> _YOUR TASK_: In the listing below, every line with the word "IngestConfig" needs to be copied.

> _DATA SUPPLIED_:
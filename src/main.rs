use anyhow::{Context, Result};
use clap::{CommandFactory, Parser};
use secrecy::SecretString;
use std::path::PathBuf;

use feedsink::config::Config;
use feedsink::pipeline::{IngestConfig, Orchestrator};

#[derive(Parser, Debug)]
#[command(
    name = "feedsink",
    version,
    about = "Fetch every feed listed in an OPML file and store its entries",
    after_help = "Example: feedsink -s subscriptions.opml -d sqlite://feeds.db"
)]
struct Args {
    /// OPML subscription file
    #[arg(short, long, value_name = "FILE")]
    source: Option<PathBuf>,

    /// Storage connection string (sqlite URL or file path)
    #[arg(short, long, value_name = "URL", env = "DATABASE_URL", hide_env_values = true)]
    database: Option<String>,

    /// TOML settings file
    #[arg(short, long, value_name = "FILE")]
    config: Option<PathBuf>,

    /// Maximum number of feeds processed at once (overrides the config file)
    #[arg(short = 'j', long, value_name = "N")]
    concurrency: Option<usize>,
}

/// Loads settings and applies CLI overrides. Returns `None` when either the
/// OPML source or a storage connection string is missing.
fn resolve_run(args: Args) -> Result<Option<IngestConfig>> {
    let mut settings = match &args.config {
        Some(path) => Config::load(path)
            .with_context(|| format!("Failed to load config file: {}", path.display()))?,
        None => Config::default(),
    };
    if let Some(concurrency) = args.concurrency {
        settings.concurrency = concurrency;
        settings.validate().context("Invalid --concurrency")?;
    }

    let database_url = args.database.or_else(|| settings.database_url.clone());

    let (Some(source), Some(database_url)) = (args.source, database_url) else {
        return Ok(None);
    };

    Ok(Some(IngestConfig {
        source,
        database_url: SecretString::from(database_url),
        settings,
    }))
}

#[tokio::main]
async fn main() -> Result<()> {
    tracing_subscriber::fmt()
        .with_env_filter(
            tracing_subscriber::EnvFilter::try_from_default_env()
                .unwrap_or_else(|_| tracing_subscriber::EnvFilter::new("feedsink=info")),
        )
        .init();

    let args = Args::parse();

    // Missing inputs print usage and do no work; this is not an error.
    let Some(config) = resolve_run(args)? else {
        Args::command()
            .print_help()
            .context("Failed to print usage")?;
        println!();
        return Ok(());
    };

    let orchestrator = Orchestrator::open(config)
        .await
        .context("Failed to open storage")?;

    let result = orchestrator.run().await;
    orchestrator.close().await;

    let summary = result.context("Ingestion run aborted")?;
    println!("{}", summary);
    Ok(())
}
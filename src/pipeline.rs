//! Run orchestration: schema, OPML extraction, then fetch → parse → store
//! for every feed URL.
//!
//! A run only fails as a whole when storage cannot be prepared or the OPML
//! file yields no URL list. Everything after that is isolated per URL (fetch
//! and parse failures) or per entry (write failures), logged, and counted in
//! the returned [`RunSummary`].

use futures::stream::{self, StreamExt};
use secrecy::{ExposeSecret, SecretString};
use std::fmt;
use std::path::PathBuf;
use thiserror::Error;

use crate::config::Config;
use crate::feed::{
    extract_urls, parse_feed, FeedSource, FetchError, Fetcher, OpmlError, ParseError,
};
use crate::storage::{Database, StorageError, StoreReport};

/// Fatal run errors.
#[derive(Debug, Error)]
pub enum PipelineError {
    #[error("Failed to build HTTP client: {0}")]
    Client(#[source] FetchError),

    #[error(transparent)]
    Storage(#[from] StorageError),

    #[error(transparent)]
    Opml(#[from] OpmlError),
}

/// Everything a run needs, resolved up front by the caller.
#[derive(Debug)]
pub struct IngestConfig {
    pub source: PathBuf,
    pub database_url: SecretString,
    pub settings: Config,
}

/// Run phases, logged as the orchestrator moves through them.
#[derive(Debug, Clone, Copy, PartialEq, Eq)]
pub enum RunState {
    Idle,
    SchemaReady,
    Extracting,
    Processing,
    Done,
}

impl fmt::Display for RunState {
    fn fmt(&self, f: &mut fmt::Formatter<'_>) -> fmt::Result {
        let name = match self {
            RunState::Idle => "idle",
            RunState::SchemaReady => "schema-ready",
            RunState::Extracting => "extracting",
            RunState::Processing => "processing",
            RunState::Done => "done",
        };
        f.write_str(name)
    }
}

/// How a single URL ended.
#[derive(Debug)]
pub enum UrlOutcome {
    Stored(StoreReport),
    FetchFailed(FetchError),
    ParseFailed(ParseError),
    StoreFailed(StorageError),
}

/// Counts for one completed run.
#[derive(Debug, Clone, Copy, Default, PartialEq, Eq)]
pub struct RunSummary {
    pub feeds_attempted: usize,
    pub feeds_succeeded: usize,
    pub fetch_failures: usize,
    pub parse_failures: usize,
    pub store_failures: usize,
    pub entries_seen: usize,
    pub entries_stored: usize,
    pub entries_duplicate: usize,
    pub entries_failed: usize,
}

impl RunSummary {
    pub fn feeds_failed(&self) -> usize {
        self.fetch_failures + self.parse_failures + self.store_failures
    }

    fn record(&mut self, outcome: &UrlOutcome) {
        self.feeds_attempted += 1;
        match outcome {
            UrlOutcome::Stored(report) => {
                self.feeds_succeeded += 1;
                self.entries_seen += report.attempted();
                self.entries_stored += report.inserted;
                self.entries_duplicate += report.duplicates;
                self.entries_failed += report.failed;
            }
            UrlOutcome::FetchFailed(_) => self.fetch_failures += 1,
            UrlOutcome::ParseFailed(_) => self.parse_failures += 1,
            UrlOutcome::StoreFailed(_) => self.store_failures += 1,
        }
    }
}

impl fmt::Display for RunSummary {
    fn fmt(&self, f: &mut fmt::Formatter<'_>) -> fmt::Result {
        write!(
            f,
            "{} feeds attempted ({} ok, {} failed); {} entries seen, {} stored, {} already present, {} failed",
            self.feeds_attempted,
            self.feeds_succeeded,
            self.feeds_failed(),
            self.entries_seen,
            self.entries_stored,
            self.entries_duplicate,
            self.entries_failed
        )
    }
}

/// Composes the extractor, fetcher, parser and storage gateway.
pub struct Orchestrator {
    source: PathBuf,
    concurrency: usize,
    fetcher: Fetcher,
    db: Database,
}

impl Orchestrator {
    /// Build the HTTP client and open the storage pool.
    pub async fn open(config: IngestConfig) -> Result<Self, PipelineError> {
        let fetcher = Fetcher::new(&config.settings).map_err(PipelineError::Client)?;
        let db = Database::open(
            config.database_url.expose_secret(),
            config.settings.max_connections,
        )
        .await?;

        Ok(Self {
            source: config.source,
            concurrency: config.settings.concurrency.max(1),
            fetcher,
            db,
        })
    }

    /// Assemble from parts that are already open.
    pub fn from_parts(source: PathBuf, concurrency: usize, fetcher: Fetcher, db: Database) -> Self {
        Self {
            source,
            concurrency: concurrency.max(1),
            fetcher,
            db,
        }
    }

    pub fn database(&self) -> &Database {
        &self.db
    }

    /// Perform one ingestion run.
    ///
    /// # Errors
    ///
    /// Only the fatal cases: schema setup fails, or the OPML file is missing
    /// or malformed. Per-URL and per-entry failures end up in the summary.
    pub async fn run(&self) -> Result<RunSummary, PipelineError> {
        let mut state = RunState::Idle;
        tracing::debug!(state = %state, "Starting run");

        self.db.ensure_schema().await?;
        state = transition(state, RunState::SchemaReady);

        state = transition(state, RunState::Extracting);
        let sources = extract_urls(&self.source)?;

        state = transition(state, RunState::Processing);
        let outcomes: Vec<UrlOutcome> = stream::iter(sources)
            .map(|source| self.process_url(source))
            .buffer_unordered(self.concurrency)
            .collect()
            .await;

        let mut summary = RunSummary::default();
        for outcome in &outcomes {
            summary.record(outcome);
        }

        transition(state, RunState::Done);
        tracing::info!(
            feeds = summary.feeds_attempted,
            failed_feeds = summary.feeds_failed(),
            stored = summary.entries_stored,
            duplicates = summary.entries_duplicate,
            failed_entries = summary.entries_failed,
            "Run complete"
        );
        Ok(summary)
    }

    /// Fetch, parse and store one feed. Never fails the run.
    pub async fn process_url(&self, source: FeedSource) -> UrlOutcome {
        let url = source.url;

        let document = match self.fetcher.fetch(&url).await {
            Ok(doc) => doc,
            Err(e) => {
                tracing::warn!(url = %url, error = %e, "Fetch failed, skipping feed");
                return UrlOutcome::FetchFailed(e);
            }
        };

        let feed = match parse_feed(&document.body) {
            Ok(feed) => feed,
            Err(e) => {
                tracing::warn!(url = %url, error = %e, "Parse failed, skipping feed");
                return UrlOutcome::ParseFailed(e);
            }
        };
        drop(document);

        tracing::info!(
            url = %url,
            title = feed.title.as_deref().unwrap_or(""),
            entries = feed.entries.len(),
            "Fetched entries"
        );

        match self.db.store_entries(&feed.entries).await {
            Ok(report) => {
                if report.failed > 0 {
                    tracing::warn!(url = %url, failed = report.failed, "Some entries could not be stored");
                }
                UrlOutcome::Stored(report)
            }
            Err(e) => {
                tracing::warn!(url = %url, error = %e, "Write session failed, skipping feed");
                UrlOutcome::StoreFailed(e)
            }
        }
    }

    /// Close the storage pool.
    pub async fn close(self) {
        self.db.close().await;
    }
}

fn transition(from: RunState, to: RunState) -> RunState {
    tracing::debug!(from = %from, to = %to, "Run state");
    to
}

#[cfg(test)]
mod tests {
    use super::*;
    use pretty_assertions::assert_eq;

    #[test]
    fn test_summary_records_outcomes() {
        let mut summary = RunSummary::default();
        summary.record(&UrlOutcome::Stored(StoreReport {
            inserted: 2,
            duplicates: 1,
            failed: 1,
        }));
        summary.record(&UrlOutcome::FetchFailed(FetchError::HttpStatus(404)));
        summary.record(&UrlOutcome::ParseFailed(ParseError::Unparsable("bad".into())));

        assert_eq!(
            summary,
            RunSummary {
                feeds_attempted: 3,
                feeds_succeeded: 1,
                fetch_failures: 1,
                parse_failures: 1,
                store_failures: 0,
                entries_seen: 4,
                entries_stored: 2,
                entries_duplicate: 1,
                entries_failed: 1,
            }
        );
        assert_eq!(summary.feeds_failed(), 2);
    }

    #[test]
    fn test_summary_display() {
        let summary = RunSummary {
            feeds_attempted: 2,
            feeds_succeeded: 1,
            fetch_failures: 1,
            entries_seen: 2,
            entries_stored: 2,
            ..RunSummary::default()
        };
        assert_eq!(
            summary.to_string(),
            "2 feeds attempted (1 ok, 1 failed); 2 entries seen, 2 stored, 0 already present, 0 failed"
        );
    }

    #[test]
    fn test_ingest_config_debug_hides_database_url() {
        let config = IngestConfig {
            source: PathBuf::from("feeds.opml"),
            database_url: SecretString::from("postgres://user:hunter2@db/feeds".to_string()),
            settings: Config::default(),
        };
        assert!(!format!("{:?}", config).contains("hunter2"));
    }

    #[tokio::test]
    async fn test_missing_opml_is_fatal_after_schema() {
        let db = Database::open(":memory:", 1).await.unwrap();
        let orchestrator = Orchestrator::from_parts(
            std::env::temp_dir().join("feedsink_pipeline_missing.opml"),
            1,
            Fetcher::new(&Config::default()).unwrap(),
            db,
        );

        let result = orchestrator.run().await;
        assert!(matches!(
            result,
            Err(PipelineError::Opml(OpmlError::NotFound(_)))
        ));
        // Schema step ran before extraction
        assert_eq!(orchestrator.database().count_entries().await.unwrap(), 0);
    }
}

> _OUTPUT OF THE TASK_:
use feedsink::pipeline::{IngestConfig, Orchestrator};
fn resolve_run(args: Args) -> Result<Option<IngestConfig>> {
    Ok(Some(IngestConfig {
pub struct IngestConfig {
    pub async fn open(config: IngestConfig) -> Result<Self, PipelineError> {
        let config = IngestConfig {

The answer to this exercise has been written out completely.